Several studies have shown that, following statin therapy, male subjects carrying the APOE2 allele tend to have the greatest LDL-C decreases, whereas APOE4 carriers have the smallest. Based on those observations, one would be tempted to conclude that male APOE4 carriers might benefit the least from statins; however, when clinical events have been examined in relation to statin treatment and APOE genotype, the outcome was paradoxical [38]. Data from the Scandinavian Simvastatin Survival Study (4S) showed that among myocardial infarction survivors, carriers of the APOE4 allele had a nearly twofold increased risk of dying compared with other patients; however, the good news was that the genetic predisposition towards excess mortality was abolished by statin treatment. This was true despite the fact that the effectiveness of simvastatin in reducing LDL-C levels in subjects with different APOE genotypes was not significantly different. Likewise, the Lipoprotein and Coronary Atherosclerosis Study (LCAS) showed that, in agreement with the emerging trend, subjects with the APOE4 allele had a smaller reduction in LDL-C levels with fluvastatin; however, they had similar benefit in terms of CAD progression/regression [39].

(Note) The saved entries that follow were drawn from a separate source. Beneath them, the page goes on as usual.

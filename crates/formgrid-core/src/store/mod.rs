//! Persistence abstraction for stored fields.

mod file;
mod memory;

pub use file::FileFieldStore;
pub use memory::MemoryFieldStore;

use crate::field::Field;
use std::future::Future;
use std::pin::Pin;
use thiserror::Error;

/// Store errors.
#[derive(Debug, Error)]
pub enum StoreError {
    #[error("Field not found: {0}")]
    NotFound(String),
    #[error("Serialization error: {0}")]
    Serialization(String),
    #[error("IO error: {0}")]
    Io(String),
    #[error("Store error: {0}")]
    Other(String),
}

/// Result type for store operations.
pub type StoreResult<T> = Result<T, StoreError>;

/// Boxed future for async operations.
pub type BoxFuture<'a, T> = Pin<Box<dyn Future<Output = T> + 'a>>;

/// Trait for field persistence backends.
///
/// Implementations can keep fields in memory, on disk, or behind a remote
/// API; the builder controller only sees this contract. Batch semantics:
/// `create_fields` inserts a whole form in one call, `update_field` and
/// `delete_field` act on a single stored field identified by its id.
pub trait FieldStore: Send + Sync {
    /// List all fields of a collection.
    fn list_fields(&self, cat_id: i64) -> BoxFuture<'_, StoreResult<Vec<Field>>>;

    /// Create a batch of fields in a collection, assigning ids.
    fn create_fields(&self, cat_id: i64, fields: &[Field]) -> BoxFuture<'_, StoreResult<()>>;

    /// Update a single stored field.
    fn update_field(&self, field: &Field) -> BoxFuture<'_, StoreResult<()>>;

    /// Delete a single stored field, identified by its id.
    fn delete_field(&self, field: &Field) -> BoxFuture<'_, StoreResult<()>>;
}
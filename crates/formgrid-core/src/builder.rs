//! Builder controller: owns the element collection and its workflows.

use crate::convert::{element_to_field, field_to_element};
use crate::element::{Element, ElementId, ElementPatch, FieldKind};
use crate::layout::{apply_layout_changes, LayoutChange};
use crate::placement::{GridSpec, DEFAULT_CANVAS_WIDTH_PX, DEFAULT_FIELD_SIZE};
use crate::store::{FieldStore, StoreError};
use kurbo::Point;
use std::collections::VecDeque;
use std::sync::Arc;
use thiserror::Error;

/// Builder errors.
#[derive(Debug, Error)]
pub enum BuilderError {
    #[error("cannot save an empty form")]
    EmptyForm,
    #[error("a save for this collection is already outstanding")]
    SaveInProgress,
    #[error("element has not been persisted yet")]
    NotPersisted,
    #[error("no element matches the requested id")]
    UnknownElement,
    #[error("no confirmation is pending")]
    NothingPending,
    #[error(transparent)]
    Store(#[from] StoreError),
}

/// Result type for builder operations.
pub type BuilderResult<T> = Result<T, BuilderError>;

/// Which store operation a pending confirmation will perform.
#[derive(Debug, Clone, Copy, PartialEq, Eq)]
pub enum PendingKind {
    Update,
    Delete,
}

/// A staged store operation awaiting human confirmation.
///
/// The target is held by id, not by snapshot, so the confirm always sends
/// the element's state at confirmation time.
#[derive(Debug, Clone, Copy, PartialEq, Eq)]
pub struct PendingAction {
    pub kind: PendingKind,
    pub target: ElementId,
}

/// Downstream signals for the embedding UI, drained synchronously.
#[derive(Debug, Clone, PartialEq, Eq)]
pub enum Notice {
    /// The whole form was saved and reloaded.
    Saved,
    /// A single stored field was updated.
    Updated,
    /// A single stored field was deleted.
    Deleted,
    /// External views of the field list should refetch.
    RefreshFields,
    /// A store operation failed; the message is the error verbatim.
    Error(String),
}

/// Upstream events from the rendered canvas and palette.
///
/// Drop data travels in the event itself; no drag state is held between
/// events.
#[derive(Debug, Clone)]
pub enum BuilderEvent {
    Drop { kind: FieldKind, position: Point },
    LayoutChanged(Vec<LayoutChange>),
    Select(ElementId),
    ClearSelection,
    Edit { id: ElementId, patch: ElementPatch },
}

/// The form-layout builder.
///
/// Owns the editable element collection (insertion order), at most one
/// selected element, and at most one pending confirmation. All placement,
/// conversion, and layout work is synchronous; only the field store is
/// asynchronous, and collection state changes only after a store call
/// resolves.
pub struct FormBuilder {
    cat_id: i64,
    store: Arc<dyn FieldStore>,
    elements: Vec<Element>,
    /// Mirror of the selected element, consumed by the property panel.
    /// Kept identical to the collection entry with the same id.
    selected: Option<Element>,
    pending: Option<PendingAction>,
    saving: bool,
    notices: VecDeque<Notice>,
    grid: GridSpec,
    canvas_px_width: f64,
}

impl FormBuilder {
    /// Create a builder for one collection.
    pub fn new(cat_id: i64, store: Arc<dyn FieldStore>) -> Self {
        Self {
            cat_id,
            store,
            elements: Vec::new(),
            selected: None,
            pending: None,
            saving: false,
            notices: VecDeque::new(),
            grid: GridSpec::default(),
            canvas_px_width: DEFAULT_CANVAS_WIDTH_PX,
        }
    }

    /// The owning collection id.
    pub fn cat_id(&self) -> i64 {
        self.cat_id
    }

    /// All elements, in insertion order.
    pub fn elements(&self) -> &[Element] {
        &self.elements
    }

    /// The selection mirror, if any element is selected.
    pub fn selected(&self) -> Option<&Element> {
        self.selected.as_ref()
    }

    /// The staged confirmation, if any.
    pub fn pending(&self) -> Option<&PendingAction> {
        self.pending.as_ref()
    }

    /// Whether a save is outstanding; embedders disable the save control
    /// while this is true.
    pub fn is_saving(&self) -> bool {
        self.saving
    }

    /// Report the rendered canvas width so drops map to the right column.
    pub fn set_canvas_width(&mut self, px: f64) {
        self.canvas_px_width = px;
    }

    /// Drain the queued downstream signals.
    pub fn take_notices(&mut self) -> Vec<Notice> {
        self.notices.drain(..).collect()
    }

    /// Dispatch one upstream event.
    pub fn handle_event(&mut self, event: BuilderEvent) {
        match event {
            BuilderEvent::Drop { kind, position } => {
                self.add_from_drop(kind, position);
            }
            BuilderEvent::LayoutChanged(changes) => self.sync_layout(&changes),
            BuilderEvent::Select(id) => {
                self.select(id);
            }
            BuilderEvent::ClearSelection => self.clear_selection(),
            BuilderEvent::Edit { id, patch } => {
                self.update_element(id, &patch);
            }
        }
    }

    /// Place a dropped field kind and append the new element, selected.
    pub fn add_from_drop(&mut self, kind: FieldKind, position: Point) -> ElementId {
        let existing: Vec<_> = self.elements.iter().map(|element| element.rect).collect();
        let rect = self
            .grid
            .place(position, self.canvas_px_width, DEFAULT_FIELD_SIZE, &existing);
        log::debug!("placing dropped {:?} at {:?}", kind, rect);

        let element = Element::new(kind, rect);
        let id = element.id;
        self.selected = Some(element.clone());
        self.elements.push(element);
        id
    }

    /// Select an element. Returns false if the id is unknown.
    pub fn select(&mut self, id: ElementId) -> bool {
        match self.elements.iter().find(|element| element.id == id) {
            Some(element) => {
                self.selected = Some(element.clone());
                true
            }
            None => false,
        }
    }

    /// Clear the selection.
    pub fn clear_selection(&mut self) {
        self.selected = None;
    }

    /// Merge a property-panel patch into an element (and its mirror).
    /// Returns false if the id is unknown.
    pub fn update_element(&mut self, id: ElementId, patch: &ElementPatch) -> bool {
        let Some(element) = self.elements.iter_mut().find(|element| element.id == id) else {
            return false;
        };
        patch.apply(element);
        let updated = element.clone();
        if self.selected.as_ref().is_some_and(|mirror| mirror.id == id) {
            self.selected = Some(updated);
        }
        true
    }

    /// Remove an element from the collection. Returns false if the id is
    /// unknown. No store call is made; deleting persisted fields goes
    /// through the confirmation workflow.
    pub fn delete_element(&mut self, id: ElementId) -> bool {
        let before = self.elements.len();
        self.elements.retain(|element| element.id != id);
        if self.elements.len() == before {
            return false;
        }
        if self.selected.as_ref().is_some_and(|mirror| mirror.id == id) {
            self.selected = None;
        }
        if self.pending.is_some_and(|pending| pending.target == id) {
            self.pending = None;
        }
        true
    }

    /// Absorb renderer-reported move/resize changes.
    pub fn sync_layout(&mut self, changes: &[LayoutChange]) {
        apply_layout_changes(&mut self.elements, changes);
        let selected_id = self.selected.as_ref().map(|mirror| mirror.id);
        if let Some(id) = selected_id {
            if changes.iter().any(|change| change.id == id) {
                self.select(id);
            }
        }
    }

    /// Stage an update confirmation for a persisted element.
    pub fn request_field_update(&mut self, id: ElementId) -> BuilderResult<()> {
        self.stage_pending(id, PendingKind::Update)
    }

    /// Stage a delete confirmation for a persisted element.
    pub fn request_field_delete(&mut self, id: ElementId) -> BuilderResult<()> {
        self.stage_pending(id, PendingKind::Delete)
    }

    fn stage_pending(&mut self, id: ElementId, kind: PendingKind) -> BuilderResult<()> {
        let element = self
            .elements
            .iter()
            .find(|element| element.id == id)
            .ok_or(BuilderError::UnknownElement)?;
        if element.field_ref.is_new() {
            return Err(BuilderError::NotPersisted);
        }
        self.pending = Some(PendingAction { kind, target: id });
        Ok(())
    }

    /// Drop the staged confirmation without a store call.
    pub fn cancel_pending(&mut self) {
        self.pending = None;
    }

    /// Perform the staged store operation.
    ///
    /// On failure the local collection and the staged confirmation are left
    /// untouched so the human can retry; on success the collection is
    /// mutated in place (no reload, unsaved elements survive) and a
    /// refresh signal is emitted for external field lists.
    pub async fn confirm_pending(&mut self) -> BuilderResult<()> {
        let pending = self.pending.ok_or(BuilderError::NothingPending)?;
        let Some(index) = self
            .elements
            .iter()
            .position(|element| element.id == pending.target)
        else {
            self.pending = None;
            return Err(BuilderError::UnknownElement);
        };
        let field = element_to_field(&self.elements[index], self.cat_id, index as i64);

        match pending.kind {
            PendingKind::Update => {
                if let Err(error) = self.store.update_field(&field).await {
                    self.notices.push_back(Notice::Error(error.to_string()));
                    return Err(error.into());
                }
                if self
                    .selected
                    .as_ref()
                    .is_some_and(|mirror| mirror.id == pending.target)
                {
                    self.select(pending.target);
                }
                self.notices.push_back(Notice::Updated);
            }
            PendingKind::Delete => {
                if let Err(error) = self.store.delete_field(&field).await {
                    self.notices.push_back(Notice::Error(error.to_string()));
                    return Err(error.into());
                }
                self.elements.remove(index);
                if self
                    .selected
                    .as_ref()
                    .is_some_and(|mirror| mirror.id == pending.target)
                {
                    self.selected = None;
                }
                self.notices.push_back(Notice::Deleted);
            }
        }
        self.pending = None;
        self.notices.push_back(Notice::RefreshFields);
        Ok(())
    }

    /// Send the whole collection as one batch create, then reload it from
    /// the store so unsaved elements pick up their assigned ids.
    ///
    /// Rejected while a previous save is outstanding; a second concurrent
    /// batch create would double-insert the collection.
    pub async fn save(&mut self) -> BuilderResult<()> {
        if self.saving {
            return Err(BuilderError::SaveInProgress);
        }
        if self.elements.is_empty() {
            return Err(BuilderError::EmptyForm);
        }

        let fields: Vec<_> = self
            .elements
            .iter()
            .enumerate()
            .map(|(index, element)| element_to_field(element, self.cat_id, index as i64))
            .collect();

        self.saving = true;
        let created = self.store.create_fields(self.cat_id, &fields).await;
        if let Err(error) = created {
            self.saving = false;
            self.notices.push_back(Notice::Error(error.to_string()));
            return Err(error.into());
        }

        let listed = self.store.list_fields(self.cat_id).await;
        self.saving = false;
        match listed {
            Ok(stored) => {
                self.elements = stored.iter().map(field_to_element).collect();
                self.selected = None;
                self.pending = None;
                self.notices.push_back(Notice::Saved);
                Ok(())
            }
            Err(error) => {
                self.notices.push_back(Notice::Error(error.to_string()));
                Err(error.into())
            }
        }
    }

    /// Replace the collection with the stored fields.
    pub async fn load(&mut self) -> BuilderResult<()> {
        let stored = self.store.list_fields(self.cat_id).await?;
        self.elements = stored.iter().map(field_to_element).collect();
        self.selected = None;
        self.pending = None;
        Ok(())
    }

    /// Discard every element. No store call is made.
    pub fn clear_all(&mut self) {
        self.elements.clear();
        self.selected = None;
        self.pending = None;
    }
}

The available data support the following notions:
• The APOE genotype may be responsible for a statistically significant but clinically modest variation in the LDL-C response to statins;
• This gene-statin interaction appears to be present mainly in men;
• Despite the slightly lower LDL-C response associated with the presence of APOE4, the increased genetic predisposition towards CVD risk present in carriers of this allele seems to be abolished following statin therapy.
• It should be kept in mind, however, that the data are fragmented and inconsistent, leaving several relevant questions unexplained:
• Why is the gene for a statin interaction observed for the LDL-C response in men not present in women?
• Are male APOE2 carriers likely to have a greater benefit, in terms of cardiovascular mortality and morbidity, than APOE4 or APOE3/3 subjects? This should be expected based on their significantly greater LDL-C reductions; however, this has not been addressed in previous studies, due to the small numbers of subjects involved.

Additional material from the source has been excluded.